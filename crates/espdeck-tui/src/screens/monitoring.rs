//! Monitoring screen: connectivity, uptime, signal and memory gauges.

use std::sync::Arc;

use color_eyre::eyre::Result;
use ratatui::Frame;
use ratatui::layout::{Constraint, Layout, Rect};
use ratatui::style::{Color, Style};
use ratatui::text::{Line, Span};
use ratatui::widgets::{Block, BorderType, Borders, Gauge, Paragraph};

use espdeck_core::{BridgeStatus, Device};

use crate::action::Action;
use crate::component::Component;
use crate::theme;

pub struct MonitoringScreen {
    focused: bool,
    status: Option<Arc<BridgeStatus>>,
    devices: Arc<Vec<Arc<Device>>>,
}

impl MonitoringScreen {
    pub fn new() -> Self {
        Self {
            focused: false,
            status: None,
            devices: Arc::new(Vec::new()),
        }
    }

    fn panel(&self, title: &str) -> Block<'static> {
        Block::default()
            .title(format!(" {title} "))
            .title_style(theme::title_style())
            .borders(Borders::ALL)
            .border_type(BorderType::Rounded)
            .border_style(if self.focused {
                theme::border_focused()
            } else {
                theme::border_default()
            })
    }

    fn render_overview(&self, frame: &mut Frame, area: Rect, status: &BridgeStatus) {
        let label_style = Style::default().fg(theme::DIM_WHITE);
        let active = self.devices.iter().filter(|d| d.status).count();
        let lines = vec![
            Line::from(vec![
                Span::styled("  Connection  ", label_style),
                Span::styled(
                    format!("● {}", status.connection_label()),
                    Style::default().fg(theme::connection_color(status.connected)),
                ),
            ]),
            Line::from(vec![
                Span::styled("  Uptime      ", label_style),
                Span::styled(status.uptime.clone(), Style::default().fg(theme::NEON_CYAN)),
            ]),
            Line::from(vec![
                Span::styled("  Network     ", label_style),
                Span::styled(
                    status.network_name.clone(),
                    Style::default().fg(theme::NEON_CYAN),
                ),
            ]),
            Line::from(vec![
                Span::styled("  Devices on  ", label_style),
                Span::styled(
                    format!("{active} of {}", self.devices.len()),
                    Style::default().fg(theme::NEON_CYAN),
                ),
            ]),
        ];
        let block = self.panel("Bridge");
        let inner = block.inner(area);
        frame.render_widget(block, area);
        frame.render_widget(Paragraph::new(lines), inner);
    }

    fn render_gauge(&self, frame: &mut Frame, area: Rect, title: &str, percent: u8, color: Color) {
        let gauge = Gauge::default()
            .block(self.panel(title))
            .gauge_style(Style::default().fg(color).bg(theme::BG_HIGHLIGHT))
            .percent(u16::from(percent.min(100)))
            .label(format!("{percent}%"));
        frame.render_widget(gauge, area);
    }
}

impl Component for MonitoringScreen {
    fn update(&mut self, action: &Action) -> Result<Option<Action>> {
        match action {
            Action::StatusUpdated(status) => self.status = Some(Arc::clone(status)),
            Action::DevicesUpdated(devices) => self.devices = Arc::clone(devices),
            _ => {}
        }
        Ok(None)
    }

    fn render(&self, frame: &mut Frame, area: Rect) {
        let Some(status) = self.status.as_deref() else {
            let block = self.panel("Monitoring");
            let inner = block.inner(area);
            frame.render_widget(block, area);
            frame.render_widget(
                Paragraph::new(Span::styled(
                    "  Waiting for bridge status…",
                    Style::default().fg(theme::ELECTRIC_YELLOW),
                )),
                inner,
            );
            return;
        };

        let layout = Layout::vertical([
            Constraint::Length(6), // overview
            Constraint::Length(3), // signal
            Constraint::Length(3), // memory
            Constraint::Min(0),
        ])
        .split(area);

        self.render_overview(frame, layout[0], status);
        self.render_gauge(
            frame,
            layout[1],
            "Signal",
            status.signal_percent,
            theme::signal_color(status.signal_percent),
        );
        self.render_gauge(
            frame,
            layout[2],
            "Memory",
            status.memory_percent,
            theme::load_color(status.memory_percent),
        );
    }

    fn set_focused(&mut self, focused: bool) {
        self.focused = focused;
    }
}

--- REQUIREMENT ---
Taking the listing line by line, count those with the word "styled" and report that number only.

--- OUTPUT BELOW ---
9